Reputation: 4050
I am wondering if anyone can help me answer this technical question. I have a list of things that can or cannot happen at any given date/time during the course of a year. Let's say there are a million items. To simplify let's say this thing can or cannot happen every half of an hour, 365 days a year. Therefore there are 17,520 possible binary values. I need to query against this in real time to say whether or not something can happen at time x. For obvious reasons it is not efficient to create a table with 17,520 columns.
Can anyone recommend any methods that would allow me to handle such data? Thanks.
Upvotes: 2
Views: 80
Reputation: 108651
The SQLish way to do this is to record rows in a table that look roughly like this, with the name of the event and the timestamp.
event | when
happened | 2014-01-01 10:13
happened | 2014-01-01 10:33
didnt | 2014-01-01 11:13
Then, to get a summary of the events by hour for yesterday, you can do this:
SELECT DATE_FORMAT(when,'%Y-%m-%d %H:00') AS when,
SUM(IF('happened'=event,1,0)) AS happened,
SUM(IF('didnt'=event,1,0)) AS didnt
FROM event
WHERE when >= CURDATE() - INTERVAL 1 DAY
AND when < CURDATE()
GROUP BY DATE_FORMAT(when,'%Y-%m-%d %H:00')
ORDER BY DATE_FORMAT(when,'%Y-%m-%d %H:00')
Some notes here: The DATE_FORMAT(when,'%Y-%m-%d %H:00')
expression reduces dates to the nearest hour.

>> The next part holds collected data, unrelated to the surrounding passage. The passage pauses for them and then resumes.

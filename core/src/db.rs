use std::path::Path;
use std::sync::{Arc, Mutex, MutexGuard, PoisonError};

use anyhow::{Context, Result};
use chrono::{DateTime, NaiveDate, Utc};
use rusqlite::{Connection, OptionalExtension, params};
use tracing::debug;

use crate::error::StoreError;
use crate::models::{Meal, NewSelection, SelectOutcome, Selection};

const MEALS_SYNCED_AT: &str = "meals_synced_at";

/// One connection shared by the cache, the selection store, and the scheduler.
pub type SharedDatabase = Arc<Mutex<Database>>;

/// Lock the shared database. A panic while holding the lock leaves the
/// connection usable, so poisoning is ignored.
pub fn lock(db: &SharedDatabase) -> MutexGuard<'_, Database> {
    db.lock().unwrap_or_else(PoisonError::into_inner)
}

pub struct Database {
    conn: Connection,
}

impl Database {
    pub fn open(path: &Path) -> Result<Self> {
        let conn = Connection::open(path)
            .with_context(|| format!("Failed to open database: {}", path.display()))?;
        Self::init(conn)
    }

    pub fn open_in_memory() -> Result<Self> {
        let conn = Connection::open_in_memory()?;
        Self::init(conn)
    }

    pub fn into_shared(self) -> SharedDatabase {
        Arc::new(Mutex::new(self))
    }

    fn init(conn: Connection) -> Result<Self> {
        conn.execute_batch("PRAGMA foreign_keys = ON;")?;
        let db = Database { conn };
        db.migrate()?;
        Ok(db)
    }

    fn migrate(&self) -> Result<()> {
        let version: i64 = self
            .conn
            .pragma_query_value(None, "user_version", |row| row.get(0))?;

        if version < 1 {
            self.conn.execute_batch(
                "CREATE TABLE IF NOT EXISTS meals (
                    id INTEGER PRIMARY KEY AUTOINCREMENT,
                    name TEXT NOT NULL UNIQUE,
                    position INTEGER,
                    synced_at TEXT NOT NULL
                );

                CREATE TABLE IF NOT EXISTS selections (
                    id INTEGER PRIMARY KEY AUTOINCREMENT,
                    user_id INTEGER NOT NULL,
                    meal_id INTEGER NOT NULL REFERENCES meals(id),
                    selected_date TEXT NOT NULL,
                    created_at TEXT NOT NULL,
                    UNIQUE (user_id, selected_date)
                );

                CREATE INDEX IF NOT EXISTS idx_meals_position ON meals(position);
                CREATE INDEX IF NOT EXISTS idx_selections_meal ON selections(meal_id);

                CREATE TABLE IF NOT EXISTS settings (
                    key TEXT PRIMARY KEY NOT NULL,
                    value TEXT NOT NULL,
                    updated_at TEXT NOT NULL
                );

                PRAGMA user_version = 1;",
            )?;
        }

        Ok(())
    }

    // --- Row mapping helpers ---

    fn meal_from_row(row: &rusqlite::Row) -> rusqlite::Result<Meal> {
        Ok(Meal {
            id: row.get(0)?,
            name: row.get(1)?,
            position: row.get(2)?,
            synced_at: row.get(3)?,
        })
    }

    // Expects columns:
    // 0: s.id, 1: s.user_id, 2: s.meal_id, 3: s.selected_date, 4: s.created_at, 5: m.name
    fn selection_from_row(row: &rusqlite::Row) -> rusqlite::Result<Selection> {
        Ok(Selection {
            id: row.get(0)?,
            user_id: row.get(1)?,
            meal_id: row.get(2)?,
            selected_date: row.get(3)?,
            created_at: row.get(4)?,
            meal_name: row.get(5)?,
        })
    }

    // --- Meals ---

    /// Make `names` the current menu, in order.
    ///
    /// Existing names keep their id. Names missing from `names` are deleted
    /// unless a selection still points at them, in which case they are retired.
    /// The refresh time is stamped in the same transaction.
    pub fn replace_meals(&self, names: &[String], synced_at: DateTime<Utc>) -> Result<Vec<Meal>> {
        let tx = self.conn.unchecked_transaction()?;
        tx.execute("UPDATE meals SET position = NULL", [])?;
        for (position, name) in names.iter().enumerate() {
            tx.execute(
                "INSERT INTO meals (name, position, synced_at) VALUES (?1, ?2, ?3)
                 ON CONFLICT(name) DO UPDATE SET position = excluded.position, synced_at = excluded.synced_at",
                params![name, i64::try_from(position)?, synced_at],
            )?;
        }
        let removed = tx.execute(
            "DELETE FROM meals
             WHERE position IS NULL AND id NOT IN (SELECT meal_id FROM selections)",
            [],
        )?;
        Self::put_setting(&tx, MEALS_SYNCED_AT, &synced_at.to_rfc3339())?;
        tx.commit()?;

        debug!(count = names.len(), removed, "replaced meal cache");
        self.list_meals()
    }

    pub fn list_meals(&self) -> Result<Vec<Meal>> {
        let mut stmt = self.conn.prepare(
            "SELECT id, name, position, synced_at FROM meals
             WHERE position IS NOT NULL ORDER BY position",
        )?;
        let meals = stmt
            .query_map([], Self::meal_from_row)?
            .collect::<Result<Vec<_>, _>>()?;
        Ok(meals)
    }

    /// Look up a meal by id, retired meals included.
    pub fn get_meal_by_id(&self, id: i64) -> Result<Option<Meal>> {
        let meal = self
            .conn
            .query_row(
                "SELECT id, name, position, synced_at FROM meals WHERE id = ?1",
                params![id],
                Self::meal_from_row,
            )
            .optional()?;
        Ok(meal)
    }

    /// Look up a meal by exact name, retired meals included.
    pub fn get_meal_by_name(&self, name: &str) -> Result<Option<Meal>> {
        let meal = self
            .conn
            .query_row(
                "SELECT id, name, position, synced_at FROM meals WHERE name = ?1",
                params![name],
                Self::meal_from_row,
            )
            .optional()?;
        Ok(meal)
    }

    pub fn meals_synced_at(&self) -> Result<Option<DateTime<Utc>>> {
        let Some(raw) = self.get_setting(MEALS_SYNCED_AT)? else {
            return Ok(None);
        };
        let at = DateTime::parse_from_rfc3339(&raw)
            .with_context(|| format!("Invalid {MEALS_SYNCED_AT} setting: '{raw}'"))?;
        Ok(Some(at.with_timezone(&Utc)))
    }

    // --- Selections ---

    /// Record `new` as the user's meal for that day, replacing any earlier pick.
    ///
    /// Fails with [`StoreError::UnknownMeal`] when the meal id does not exist
    /// and [`StoreError::MealRetired`] when it is no longer on the menu.
    pub fn upsert_selection(&self, new: &NewSelection, now: DateTime<Utc>) -> Result<SelectOutcome> {
        if let Some(meal) = self.get_meal_by_id(new.meal_id)? {
            if meal.is_retired() {
                return Err(StoreError::MealRetired(meal.name).into());
            }
        }

        let tx = self.conn.unchecked_transaction()?;
        let previous = Self::selection_for_day(&tx, new.user_id, new.selected_date)?;
        if let Some(previous) = previous.as_ref().filter(|p| p.meal_id == new.meal_id) {
            return Ok(SelectOutcome::Unchanged {
                selection: previous.clone(),
            });
        }

        tx.execute(
            "INSERT INTO selections (user_id, meal_id, selected_date, created_at)
             VALUES (?1, ?2, ?3, ?4)
             ON CONFLICT(user_id, selected_date) DO UPDATE
             SET meal_id = excluded.meal_id, created_at = excluded.created_at",
            params![new.user_id, new.meal_id, new.selected_date, now],
        )
        .map_err(|e| {
            if is_foreign_key_violation(&e) {
                anyhow::Error::new(StoreError::UnknownMeal(new.meal_id))
            } else {
                anyhow::Error::new(e)
            }
        })?;

        let selection = Self::selection_for_day(&tx, new.user_id, new.selected_date)?
            .context("Selection missing after write")?;
        tx.commit()?;

        Ok(match previous {
            Some(previous) => SelectOutcome::Replaced {
                previous,
                selection,
            },
            None => SelectOutcome::Created { selection },
        })
    }

    pub fn get_selection(&self, user_id: i64, date: NaiveDate) -> Result<Option<Selection>> {
        Self::selection_for_day(&self.conn, user_id, date)
    }

    fn selection_for_day(
        conn: &Connection,
        user_id: i64,
        date: NaiveDate,
    ) -> Result<Option<Selection>> {
        let selection = conn
            .query_row(
                "SELECT s.id, s.user_id, s.meal_id, s.selected_date, s.created_at, m.name
                 FROM selections s
                 JOIN meals m ON s.meal_id = m.id
                 WHERE s.user_id = ?1 AND s.selected_date = ?2",
                params![user_id, date],
                Self::selection_from_row,
            )
            .optional()?;
        Ok(selection)
    }

    /// Selections for `user_id` with `start <= selected_date <= end`, oldest first.
    pub fn get_selections_between(
        &self,
        user_id: i64,
        start: NaiveDate,
        end: NaiveDate,
    ) -> Result<Vec<Selection>> {
        let mut stmt = self.conn.prepare(
            "SELECT s.id, s.user_id, s.meal_id, s.selected_date, s.created_at, m.name
             FROM selections s
             JOIN meals m ON s.meal_id = m.id
             WHERE s.user_id = ?1 AND s.selected_date >= ?2 AND s.selected_date <= ?3
             ORDER BY s.selected_date",
        )?;
        let selections = stmt
            .query_map(params![user_id, start, end], Self::selection_from_row)?
            .collect::<Result<Vec<_>, _>>()?;
        Ok(selections)
    }

    pub fn delete_selection(&self, user_id: i64, date: NaiveDate) -> Result<bool> {
        let rows = self.conn.execute(
            "DELETE FROM selections WHERE user_id = ?1 AND selected_date = ?2",
            params![user_id, date],
        )?;
        Ok(rows > 0)
    }

    // --- Settings ---

    fn put_setting(conn: &Connection, key: &str, value: &str) -> Result<()> {
        let now = Utc::now().to_rfc3339();
        conn.execute(
            "INSERT INTO settings (key, value, updated_at)
             VALUES (?1, ?2, ?3)
             ON CONFLICT(key) DO UPDATE SET value = excluded.value, updated_at = excluded.updated_at",
            params![key, value, now],
        )?;
        Ok(())
    }

    fn get_setting(&self, key: &str) -> Result<Option<String>> {
        let mut stmt = self
            .conn
            .prepare("SELECT value FROM settings WHERE key = ?1")?;
        let mut rows = stmt.query(params![key])?;
        if let Some(row) = rows.next()? {
            Ok(Some(row.get(0)?))
        } else {
            Ok(None)
        }
    }
}

fn is_foreign_key_violation(err: &rusqlite::Error) -> bool {
    matches!(
        err,
        rusqlite::Error::SqliteFailure(e, _)
            if e.extended_code == rusqlite::ffi::SQLITE_CONSTRAINT_FOREIGNKEY
    )
}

The WHERE
expression picks up everything from midnight yesterday up to but not including midnight today.
If you want to summarize by half-hour, use this GROUP BY
expression instead:
DATE_FORMAT(obstime,'%Y-%m-%d %H:00') +
INTERVAL (MINUTE(obstime) - MINUTE(obstime) MOD 30) MINUTE
In the SQL world there's no need to encode this sort of timeseries data in hyperoptimized data structures like bit strings. That's basically true in all modern computers; disk space is really cheap.
Upvotes: 0
Reputation: 2195
I'd recommend using something like a bitmap to store this type of data.
This should be easy to manipulate and would store efficiently (possibly compressed).
retrieve the bitmap for the event and 'AND' it with your timeslot. To find out if it is a valid time or not.
Upvotes: 1
Reputation: 25205
3 tables:
table 1 : things (id, thingname)
table 2 : all possible times thing(s) from table 1 can happen times -(id,time)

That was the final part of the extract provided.